Go-Pay Gandeng BNI Salurkan Kredit ke Mitra Go-Food
Tuesday, March 13, 2018       20:41 WIB

AKARTA -- Go-Pay bekerja sama dengan BNI untuk menyalurkan kredit murah bagi usaha mikro, kecil, dan menengah yang tergabung sebagai menjadi mitra Go-Food.
Dompet digital di dalam ekosistem Go-Jekitu menyediakan profil usaha mitra Go-Food yang layak dan mampu memperoleh kredit untuk mengembangkan bisnisnya.
CEO Go-Pay Aldi Haryopratomo menyatakan salah satu tantangan utama penyaluran kredit mikro merupakan keterbatasan perbankan mengukur tingkat kemampuan pengembalian debitur.
Dengan kerja sama tersebut, Go-Pay membagikan data profil usaha mitra UMKM yang layak dan mampu mengakses pinjaman KUR melalui BNI.

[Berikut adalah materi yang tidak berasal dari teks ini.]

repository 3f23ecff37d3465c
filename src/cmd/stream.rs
use std::sync::Arc;

use anyhow::{Context, Result};
use tokio_util::sync::CancellationToken;

use eeprobe::{Config, ContinuousReader, LiveStreamOpener, ReaderSettings};

use super::output::format_summary;

pub async fn cmd_stream(config: &Config, name: &str) -> Result<()> {
    let camera = config
        .camera(name)
        .with_context(|| format!("No such camera {name}"))?;

    let auth = super::connect(config).await?;
    let settings = ReaderSettings {
        slow_chunk_threshold: config.slow_chunk_threshold(),
        initial_backoff: config.open_retry_backoff(),
        ..ReaderSettings::default()
    };
    let reader = ContinuousReader::with_settings(Arc::new(LiveStreamOpener::new(auth)), settings);

    let cancel = CancellationToken::new();
    spawn_interrupt_handler(cancel.clone());

    eprintln!("📡 Streaming {name}. Use Ctrl+C to stop.");
    let summary = reader.run(&camera, &cancel).await;

    println!("{}", format_summary(name, &summary));
    Ok(())
}

/// First Ctrl+C stops after the read in flight; a second one exits at once.
fn spawn_interrupt_handler(cancel: CancellationToken) {
    tokio::spawn(async move {
        if tokio::signal::ctrl_c().await.is_err() {
            return;
        }
        eprintln!("\n🛑 Stopping streaming (Ctrl+C again to force)");
        cancel.cancel();

        if tokio::signal::ctrl_c().await.is_ok() {
            std::process::exit(130);
        }
    });
}
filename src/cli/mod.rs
pub mod args;

pub use args::{default_output_path, Args};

"Dengan memanfaatkan data transaksi Go-Pay, BNI dapat lebih mudah menilai kelayakan UMKM untuk memperoleh pinjaman. Di sisi lain, UMKM semakin mudah mengakses kredit mikro," ujarnya, Selasa (13/3).

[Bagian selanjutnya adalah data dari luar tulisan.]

//! Writing a transcoded image back into the package
//!
//! An image whose name does not change is replaced atomically. A renamed
//! image (`.png` -> `.jpg`) is committed in three steps: write the new file,
//! remove the old file, rewrite the markup references. If a later step fails
//! the earlier ones are undone, so the package on disk is left either fully
//! renamed or exactly as it was. A rename onto a name that is already taken
//! is refused.

use std::fs;
use std::io::Write;
use std::path::{Path, PathBuf};

use tempfile::NamedTempFile;

use super::ImageEntry;
use crate::error::ImageError;
use crate::references::ReferenceRewriter;

/// Write `encoded` for `entry`, renaming and rewriting references if the
/// target name differs. `original` is the image's current content, used to
/// restore it on rollback. Returns the path of the committed image.
///
/// A rename never replaces another file: if the target name is already
/// taken (`image1.png` next to `image1.jpg`), the commit fails and nothing
/// on disk changes.
pub fn commit_image(
    root: &Path,
    entry: &ImageEntry,
    encoded: &[u8],
    original: &[u8],
    rewriter: &ReferenceRewriter,
) -> Result<PathBuf, ImageError> {
    let target = entry.target_path();
    if !entry.is_renamed() {
        write_atomic(&target, encoded, true)?;
        return Ok(target);
    }

    if target.exists() {
        return Err(ImageError::TargetExists(target));
    }
    write_atomic(&target, encoded, false)?;

    if let Err(source) = fs::remove_file(&entry.path) {
        remove_target(&target);
        return Err(ImageError::Commit {
            path: entry.path.clone(),
            source,
        });
    }

    let new_name = entry.target_file_name();
    match rewriter.rewrite(root, &entry.file_name, &new_name) {
        Ok(journal) => {
            journal.keep();
            Ok(target)
        }
        Err(e) => {
            log::warn!("Rolling back rename of {}", entry.file_name);
            if let Err(restore) = fs::write(&entry.path, original) {
                log::error!("Failed to restore {}: {}", entry.path.display(), restore);
            }
            remove_target(&target);
            Err(e.into())
        }
    }
}

/// Write `bytes` to `path` through a temporary file in the same folder.
/// With `overwrite` unset, an existing file at `path` is an error.
fn write_atomic(path: &Path, bytes: &[u8], overwrite: bool) -> Result<(), ImageError> {
    let commit_err = |source| ImageError::Commit {
        path: path.to_path_buf(),
        source,
    };

    let dir = path.parent().unwrap_or_else(|| Path::new("."));
    let mut tmp = NamedTempFile::new_in(dir).map_err(commit_err)?;
    tmp.write_all(bytes).map_err(commit_err)?;
    let persisted = if overwrite {
        tmp.persist(path)
    } else {
        tmp.persist_noclobber(path)
    };
    persisted.map_err(|e| {
        if e.error.kind() == std::io::ErrorKind::AlreadyExists {
            ImageError::TargetExists(path.to_path_buf())
        } else {
            commit_err(e.error)
        }
    })?;
    Ok(())
}

fn remove_target(target: &Path) {
    if let Err(e) = fs::remove_file(target) {
        log::error!("Failed to roll back {}: {}", target.display(), e);
    }
}
use std::path::PathBuf;

use thiserror::Error;

#[derive(Error, Debug)]
pub enum PackageError {
    #[error("IO error on {}: {}", .path.display(), .source)]
    Io {
        path: PathBuf,
        #[source]
        source: std::io::Error,
    },

    #[error("Invalid package archive: {0}")]
    Archive(#[from] zip::result::ZipError),

    #[error("Failed to walk package contents: {0}")]
    Walk(#[from] walkdir::Error),

    #[error("Path {} is not inside the package root", .0.display())]
    OutsideRoot(PathBuf),

    #[error(transparent)]
    Config(#[from] ConfigError),
}

impl PackageError {
    pub fn io(path: impl Into<PathBuf>, source: std::io::Error) -> Self {
        PackageError::Io {
            path: path.into(),
            source,
        }
    }
}

/// Failure while processing one image. Never fatal for the run.
#[derive(Error, Debug)]
pub enum ImageError {
    #[error("failed to read image: {0}")]
    Read(#[source] std::io::Error),

    #[error("failed to decode image: {0}")]
    Decode(#[source] image::ImageError),

    #[error("failed to encode JPEG: {0}")]
    Encode(#[source] image::ImageError),

    #[error("failed to write {}: {}", .path.display(), .source)]
    Commit {
        path: PathBuf,
        #[source]
        source: std::io::Error,
    },

    #[error("target {} already exists", .0.display())]
    TargetExists(PathBuf),

    #[error("failed to update references: {0}")]
    References(#[from] ReferenceError),
}

#[derive(Error, Debug)]
pub enum ReferenceError {
    #[error("IO error on {}: {}", .path.display(), .source)]
    Io {
        path: PathBuf,
        #[source]
        source: std::io::Error,
    },
}

#[derive(Error, Debug)]
pub enum ConfigError {
    #[error("Max dimension must be positive")]
    ZeroMaxDimension,
}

Go-Pay sebagai layanan pembayaran dapat mendorong pertumbuhan transaksi di dalam platformnya dengan menumbuhkan kapasitas UMKM mitra yang tersedia di dalam Go-Food.
"Bagi BNI target penyaluran KUR dapat tercapai, Go-Pay pun sebagai platform pembayaran dapat menuai manfaat pertumbuhan volume transaksi kalau mitranya terus berkembang," ujarnya.

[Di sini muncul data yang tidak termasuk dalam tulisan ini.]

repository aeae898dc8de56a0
pub mod defaults;
pub mod settings;

pub use settings::Settings;
//! Size accounting and the human-readable run report

use crate::error::ImageError;
use crate::media::ProcessedImage;

const KIB: f64 = 1024.0;
const MIB: f64 = 1024.0 * 1024.0;

/// What happened to one image
#[derive(Debug)]
pub struct ImageOutcome {
    /// Name before processing
    pub file_name: String,
    pub original_size: u64,
    pub result: Result<ProcessedImage, ImageError>,
}

impl ImageOutcome {
    /// Size counted in the ledger: the new size on success, the untouched
    /// original size on failure
    pub fn compressed_size(&self) -> u64 {
        match &self.result {
            Ok(processed) => processed.compressed_size,
            Err(_) => self.original_size,
        }
    }

    pub fn is_success(&self) -> bool {
        self.result.is_ok()
    }
}

/// Running totals of image bytes before and after processing
#[derive(Debug, Clone, Copy, Default, PartialEq, Eq)]
pub struct SizeLedger {
    pub original: u64,
    pub compressed: u64,
    pub images: usize,
    pub failures: usize,
}

impl SizeLedger {
    /// Account for one processed image. Call exactly once per image.
    pub fn record(&mut self, outcome: &ImageOutcome) {
        self.original += outcome.original_size;
        self.compressed += outcome.compressed_size();
        self.images += 1;
        if !outcome.is_success() {
            self.failures += 1;
        }
    }

    pub fn saved(&self) -> i64 {
        self.original as i64 - self.compressed as i64
    }
}

/// Summary of a whole run
#[derive(Debug)]
pub struct CompressionReport {
    pub images: Vec<ImageOutcome>,
    pub ledger: SizeLedger,
    /// Size of the written package
    pub final_size: u64,
    /// True when the package had no media folder and was copied unchanged
    pub copied_through: bool,
}

impl CompressionReport {
    pub fn copied_through(final_size: u64) -> Self {
        Self {
            images: Vec::new(),
            ledger: SizeLedger::default(),
            final_size,
            copied_through: true,
        }
    }
}

/// Percentage saved, 0.0 for an empty original
pub fn reduction_percent(original: u64, compressed: u64) -> f64 {
    if original == 0 {
        return 0.0;
    }
    (1.0 - compressed as f64 / original as f64) * 100.0
}

/// Report lines for one image, in print order
pub fn format_outcome(outcome: &ImageOutcome) -> Vec<String> {
    match &outcome.result {
        Ok(processed) => {
            let mut lines = Vec::new();
            if let Some((width, height)) = processed.resized {
                lines.push(format!(
                    "  Resized {} to ({}, {})",
                    outcome.file_name, width, height
                ));
            }
            lines.push(format!(
                "  {}: {:.1}KB -> {:.1}KB ({:.1}% reduction)",
                outcome.file_name,
                outcome.original_size as f64 / KIB,
                processed.compressed_size as f64 / KIB,
                reduction_percent(outcome.original_size, processed.compressed_size)
            ));
            lines
        }
        Err(e) => vec![format!("  Error processing {}: {}", outcome.file_name, e)],
    }
}

pub fn format_totals(ledger: &SizeLedger) -> String {
    format!(
        "Total: {:.2}MB -> {:.2}MB",
        ledger.original as f64 / MIB,
        ledger.compressed as f64 / MIB
    )
}

pub fn format_final_size(size: u64) -> String {
    format!("Final .docx size: {:.2}MB", size as f64 / MIB)
}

Menurutnya, pembiayaan melalui KUR bagi merupakan fasilitas yang paling tepat ditujukan kepada mitra Go-Food. Sebab mitra UMKM dapat mengakses kredit murah untuk mengembangkan bisnisnya tanpa terbebani bunga tinggi maupun syarat yang berat.
Mitra yang tergabung dengan layanan itu dapat memperoleh plafon kredit maksimalRp25 juta tanpa agunan dengan bunga sebesar 7%. Pada tahap awal, program penyaluran KUR itu menyasar mitra pedagang Go-Fod yang berada di empat kota yaitu Semarang, Solo, Yogyakarta, dan Malang.
Chief Commercial Expansion Go-Jek, Catherine Hindra Sutjahyo menyatakan terdapat sebanyak 125.000 mitra pedagang yang tersedia di dalam layanan Go-Food. Lebih dari 80% di antaranya merupakan bisnis UMKM berbentuk warung pinggir jalan maupun restoran kecil.
Salah satu kendala utama pengembangan bisnis UMKM di dalam Go-Food merupakan keterbatasan modal untuk ekspansi.
"Sebagian besar membutuhkan modal yang cukup besar untuk membayarkan kontrak setahun atau dua tahun di muka ketika membuka tempat baru. Dengan keterbatasan capex yang begitu besar, sulit bagi UMKM mengembangkan bisnisnya. Kerjasama bersama BNI ini, semoga dapat menjadi titik permulaan bagi mitra ratusan ribu Go-Food berkembang lebih besar," ujarnya.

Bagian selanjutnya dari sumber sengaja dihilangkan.